Luxury Automobile Exclusion Regs.

Temporary and proposed regulations (TD 9069, 8/6/03) were recently issued to exclude certain vans and light trucks from the depreciation limits imposed on luxury automobiles. The rules apply to property placed in service after July 6, 2003.

 

Discussion

Sec. 280F(a) limits the depreciation allowable on luxury automobiles to standard inflation-adjusted amounts prescribed by the IRS. Currently, the allowable first-year depreciation deduction for luxury automobiles is $10,710 (including $7,650 in bonus depreciation allowed by the Jobs and Growth Tax Relief Reconciliation Act of 2003 (JGTRRA)). The deductions allowed in the second and third years are $4,900 and $2,950, respectively. Annual depreciation continues at $1,775 for each succeeding year until the cost of the automobile is fully recovered; see Rev. Proc. 2002-14. These limits apply even if the taxpayer elects to expense the vehicle under Sec. 179.

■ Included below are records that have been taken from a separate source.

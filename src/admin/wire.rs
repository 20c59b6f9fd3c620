//! Bit-packed admin protocol wire codec (spec §4.6 / §6). Pure encode/decode
//! functions over byte slices — no socket I/O here, so this is unit
//! testable without SCTP.

pub const VERSION_BYTE: u8 = 0x80;

// Authentication response status bits.
pub const AUTH_GENERAL_ERR: u8 = 0x80;
pub const AUTH_VERSION_ERR: u8 = 0x40;
pub const AUTH_AUTH_ERR: u8 = 0x20;

// Request byte 0: opcode (2 bits) + id (6 bits).
pub const ID_MASK: u8 = 0x3F;
pub const OPCODE_MASK: u8 = 0xC0;
pub const OPCODE_BYE: u8 = 0x00;
pub const OPCODE_GET: u8 = 0x40;
pub const OPCODE_SET: u8 = 0x80;

// Response byte 0: per-field error bits.
pub const RESP_GENERAL_ERR: u8 = 0x80;
pub const RESP_OPCODE_ERR: u8 = 0x40;
pub const RESP_TTAG_ERR: u8 = 0x20;
pub const RESP_ID_ERR: u8 = 0x10;

// SET payload framing.
pub const INFO_BYTES: usize = 2;
pub const CONCRET_DATA_BLOCK_BYTES: usize = 8;
pub const DATA_BLOCK_BYTES: usize = INFO_BYTES + CONCRET_DATA_BLOCK_BYTES;
pub const IS_FINAL_BYTE: u8 = 0x10;
pub const START_DATA_BYTE: u8 = 0x80;

#[derive(Debug, Clone, Copy, PartialEq, Eq)]
pub enum Opcode {
    Bye,
    Get,
    Set,
}

impl Opcode {
    fn from_bits(bits: u8) -> Option<Opcode> {
        match bits & OPCODE_MASK {
            OPCODE_BYE => Some(Opcode::Bye),
            OPCODE_GET => Some(Opcode::Get),
            OPCODE_SET => Some(Opcode::Set),
            _ => None,
        }
    }

    fn to_bits(self) -> u8 {
        match self {
            Opcode::Bye => OPCODE_BYE,
            Opcode::Get => OPCODE_GET,
            Opcode::Set => OPCODE_SET,
        }
    }
}

/// A decoded request header: opcode, 6-bit id, and (for GET/SET) the
/// timeTag that follows it.
#[derive(Debug, Clone, Copy, PartialEq, Eq)]
pub struct RequestHeader {
    pub opcode: Opcode,
    pub id: u8,
}

pub fn encode_opcode_id(opcode: Opcode, id: u8) -> u8 {
    opcode.to_bits() | (id & ID_MASK)
}

pub fn decode_opcode_id(byte: u8) -> Option<RequestHeader> {
    let opcode = Opcode::from_bits(byte)?;
    Some(RequestHeader { opcode, id: byte & ID_MASK })
}

/// `timeTag_t` is serialized big-endian (network byte order) on the wire.
/// The original source `memcpy`s a host-order `uint64_t`; this
/// implementation fixes one explicit representation rather than carrying
/// the ambiguity forward.
pub fn encode_time_tag(tag: u64) -> [u8; 8] {
    tag.to_be_bytes()
}

pub fn decode_time_tag(bytes: &[u8; 8]) -> u64 {
    u64::from_be_bytes(*bytes)
}

/// Builds the authentication request: `0x80 ‖ username\0 ‖ password\0`.
pub fn encode_auth_request(username: &str, password: &str) -> Vec<u8> {
    let mut out = Vec::with_capacity(1 + username.len() + password.len() + 2);
    out.push(VERSION_BYTE);
    out.extend_from_slice(username.as_bytes());
    out.push(0);
    out.extend_from_slice(password.as_bytes());
    out.push(0);
    out
}

#[derive(Debug, Clone, Copy, PartialEq, Eq)]
pub struct AuthResponse {
    pub general_err: bool,
    pub version_err: bool,
    pub auth_err: bool,
    /// Populated only when `version_err` is set: the server's unary-encoded
    /// protocol version, i.e. the count of leading 1-bits following the
    /// three status bits.
    pub server_version: Option<u8>,
}

/// Decodes a 1-byte authentication response. The version decoder keeps the
/// original's two-pass structure over the same byte: the first pass walks
/// the leading run of 1-bits counting `server_version`, the second confirms
/// it terminated on a 0-bit or the byte boundary. This is safe only because
/// the first pass always stops within the same byte — noted here rather
/// than silently restructured.
pub fn decode_auth_response(byte: u8) -> AuthResponse {
    let general_err = byte & AUTH_GENERAL_ERR != 0;
    let version_err = byte & AUTH_VERSION_ERR != 0;
    let auth_err = byte & AUTH_AUTH_ERR != 0;

    let server_version = if version_err {
        let mut count = 0u8;
        for bit in (0..5).rev() {
            if byte & (1 << bit) != 0 {
                count += 1;
            } else {
                break;
            }
        }
        Some(count)
    } else {
        None
    };

    AuthResponse {
        general_err,
        version_err,
        auth_err,
        server_version,
    }
}

/// Encodes a 1-byte authentication response. `server_version` is only
/// meaningful when `version_err` is set, and is written back using the same
/// unary run of leading 1-bits `decode_auth_response` expects.
pub fn encode_auth_response(general_err: bool, version_err: bool, auth_err: bool, server_version: u8) -> u8 {
    let mut byte = 0u8;
    if general_err {
        byte |= AUTH_GENERAL_ERR;
    }
    if auth_err {
        byte |= AUTH_AUTH_ERR;
    }
    if version_err {
        byte |= AUTH_VERSION_ERR;
        for i in 0..server_version.min(5) {
            byte |= 1 << (4 - i);
        }
    }
    byte
}

#[derive(Debug, Clone, Copy, PartialEq, Eq)]
pub struct ResponseHeader {
    pub general_err: bool,
    pub opcode_err: bool,
    pub ttag_err: bool,
    pub id_err: bool,
}

pub fn encode_response_header(
    general_err: bool,
    opcode_err: bool,
    ttag_err: bool,
    id_err: bool,
) -> u8 {
    let mut byte = 0u8;
    if general_err {
        byte |= RESP_GENERAL_ERR;
    }
    if opcode_err {
        byte |= RESP_OPCODE_ERR;
    }
    if ttag_err {
        byte |= RESP_TTAG_ERR;
    }
    if id_err {
        byte |= RESP_ID_ERR;
    }
    byte
}

pub fn decode_response_header(byte: u8) -> ResponseHeader {
    ResponseHeader {
        general_err: byte & RESP_GENERAL_ERR != 0,
        opcode_err: byte & RESP_OPCODE_ERR != 0,
        ttag_err: byte & RESP_TTAG_ERR != 0,
        id_err: byte & RESP_ID_ERR != 0,
    }
}

/// Splits `payload` into fixed 10-byte blocks (2 framing bytes + 8 data
/// bytes) for a SET. The first block is left-padded with zero bytes so the
/// padded payload length is a multiple of 8; the last block sets
/// `IS_FINAL_BYTE`.
pub fn encode_set_blocks(payload: &[u8]) -> Vec<[u8; DATA_BLOCK_BYTES]> {
    let pad = (CONCRET_DATA_BLOCK_BYTES - payload.len() % CONCRET_DATA_BLOCK_BYTES)
        % CONCRET_DATA_BLOCK_BYTES;
    let mut padded = vec![0u8; pad];
    padded.extend_from_slice(payload);

    let chunks: Vec<&[u8]> = padded.chunks(CONCRET_DATA_BLOCK_BYTES).collect();
    let n = chunks.len().max(1);
    chunks
        .iter()
        .enumerate()
        .map(|(i, chunk)| {
            let mut block = [0u8; DATA_BLOCK_BYTES];
            block[0] = if i + 1 == n { IS_FINAL_BYTE } else { 0 };
            block[1] = START_DATA_BYTE;
            block[INFO_BYTES..].copy_from_slice(chunk);
            block
        })
        .collect()
}

/// Reassembles a SET payload from its wire blocks, dropping the left-pad.
pub fn decode_set_blocks(blocks: &[[u8; DATA_BLOCK_BYTES]], payload_len: usize) -> Vec<u8> {
    let mut out = Vec::with_capacity(blocks.len() * CONCRET_DATA_BLOCK_BYTES);
    for block in blocks {
        out.extend_from_slice(&block[INFO_BYTES..]);
    }
    let pad = out.len().saturating_sub(payload_len);
    out.split_off(pad)
}

pub fn block_is_final(block: &[u8; DATA_BLOCK_BYTES]) -> bool {
    block[0] & IS_FINAL_BYTE != 0
}

pub fn block_has_start_marker(block: &[u8; DATA_BLOCK_BYTES]) -> bool {
    block[1] & START_DATA_BYTE != 0
}

#[cfg(test)]
mod tests {
    use super::*;

    #[test]
    fn opcode_id_round_trips() {
        let byte = encode_opcode_id(Opcode::Get, 0x2A);
        let header = decode_opcode_id(byte).unwrap();
        assert_eq!(header.opcode, Opcode::Get);
        assert_eq!(header.id, 0x2A);
    }

    #[test]
    fn time_tag_round_trips_big_endian() {
        let encoded = encode_time_tag(0x0102030405060708);
        assert_eq!(encoded, [1, 2, 3, 4, 5, 6, 7, 8]);
        assert_eq!(decode_time_tag(&encoded), 0x0102030405060708);
    }

    #[test]
    fn auth_request_is_null_terminated() {
        let req = encode_auth_request("bob", "hunter2");
        assert_eq!(req[0], VERSION_BYTE);
        assert_eq!(&req[1..4], b"bob");
        assert_eq!(req[4], 0);
        assert_eq!(&req[5..12], b"hunter2");
        assert_eq!(req[12], 0);
    }

    #[test]
    fn auth_response_decodes_clean_success() {
        let resp = decode_auth_response(0x00);
        assert!(!resp.general_err && !resp.version_err && !resp.auth_err);
        assert_eq!(resp.server_version, None);
    }

    #[test]
    fn auth_response_decodes_version_error_with_unary_version() {
        // version_err (bit 6) set, auth_err (bit 5) clear, then three
        // leading 1-bits (4,3,2) in the 5 remaining bits: 0b0101_1100.
        let resp = decode_auth_response(0b0101_1100);
        assert!(resp.version_err);
        assert!(!resp.auth_err);
        assert_eq!(resp.server_version, Some(3));
    }

    #[test]
    fn set_blocks_pad_and_mark_final() {
        let blocks = encode_set_blocks(b"hello"); // 5 bytes -> 1 block, pad 3
        assert_eq!(blocks.len(), 1);
        assert!(block_is_final(&blocks[0]));
        assert!(block_has_start_marker(&blocks[0]));
        let restored = decode_set_blocks(&blocks, 5);
        assert_eq!(restored, b"hello".to_vec());
    }

    #[test]
    fn set_block_wire_layout_matches_info_then_start_marker() {
        let blocks = encode_set_blocks(b"hello");
        // byte 0 is the IS_FINAL info byte, byte 1 is the START_DATA sentinel.
        assert_eq!(blocks[0][0], IS_FINAL_BYTE);
        assert_eq!(blocks[0][1], START_DATA_BYTE);
    }

    #[test]
    fn set_blocks_split_across_multiple_blocks() {
        let payload = b"0123456789abcdef"; // 16 bytes -> exactly 2 blocks
        let blocks = encode_set_blocks(payload);
        assert_eq!(blocks.len(), 2);
        assert!(!block_is_final(&blocks[0]));
        assert!(block_is_final(&blocks[1]));
        let restored = decode_set_blocks(&blocks, payload.len());
        assert_eq!(restored, payload.to_vec());
    }

    #[test]
    fn auth_response_encode_decode_round_trips_with_version() {
        let byte = encode_auth_response(false, true, false, 4);
        let resp = decode_auth_response(byte);
        assert!(resp.version_err);
        assert!(!resp.general_err && !resp.auth_err);
        assert_eq!(resp.server_version, Some(4));
    }

    #[test]
    fn response_header_round_trips() {
        let byte = encode_response_header(false, true, false, true);
        let header = decode_response_header(byte);
        assert!(!header.general_err);
        assert!(header.opcode_err);
        assert!(!header.ttag_err);
        assert!(header.id_err);
    }
}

With few exceptions, all passenger automobiles (as defined in Sec. 280F(d)(5)(A)) are subject to the luxury automobile limits. This provision defines passenger automobile as any 4-wheeled vehiclewhich is manufactured primarily for use on public streets, roads, and highways, andis rated at 6,000 pounds unloaded gross vehicle weight or less (in the case of trucks or vans gross vehicle weight (GVW) replaces uploaded gross vehicle weight). As a result of this definition, a multitude of vehicles are subject to the luxury automobile limits. An exception applies to large trucks and SUVs with GVWs in excess of 6,000 pounds. Under the new temporary regulations, discussed below, certain vans and light trucks are also excluded from the definition of passenger automobile and, thus, are not subject to the aforementioned depreciation caps.

 

Temp. and Prop. Regs.

Under the luxury automobile limits, a vehicle with a valid business purpose cannot be fully depreciated over the standard five-year recovery period. For example, using the above limits, it would take 10 years to fully recover the cost of a $30,000 van or light truck. The temporary regulations will help to prevent that, by excluding from the definition of passenger automobile any van or truck that is a qualified nonpersonal use vehicle (as defined in Temp. Regs. Sec. 1.274-5T(k)(2)). This regulation defines a qualified nonpersonal use vehicle as any vehicle which, by reason of its nature (i.e., design), is not likely to be used more than a de minimis amount for personal purposes (e.g., police and fire vehicles, ambulances, qualified moving vans, and delivery and utility repair trucks, etc.). Essentially, a van or truck qualifies for the exclusion if it has been specially modified and is not likely to be used more than a de minimis amount for personal purposes; see Temp. Regs. Sec. 1.274-5T(k)(7).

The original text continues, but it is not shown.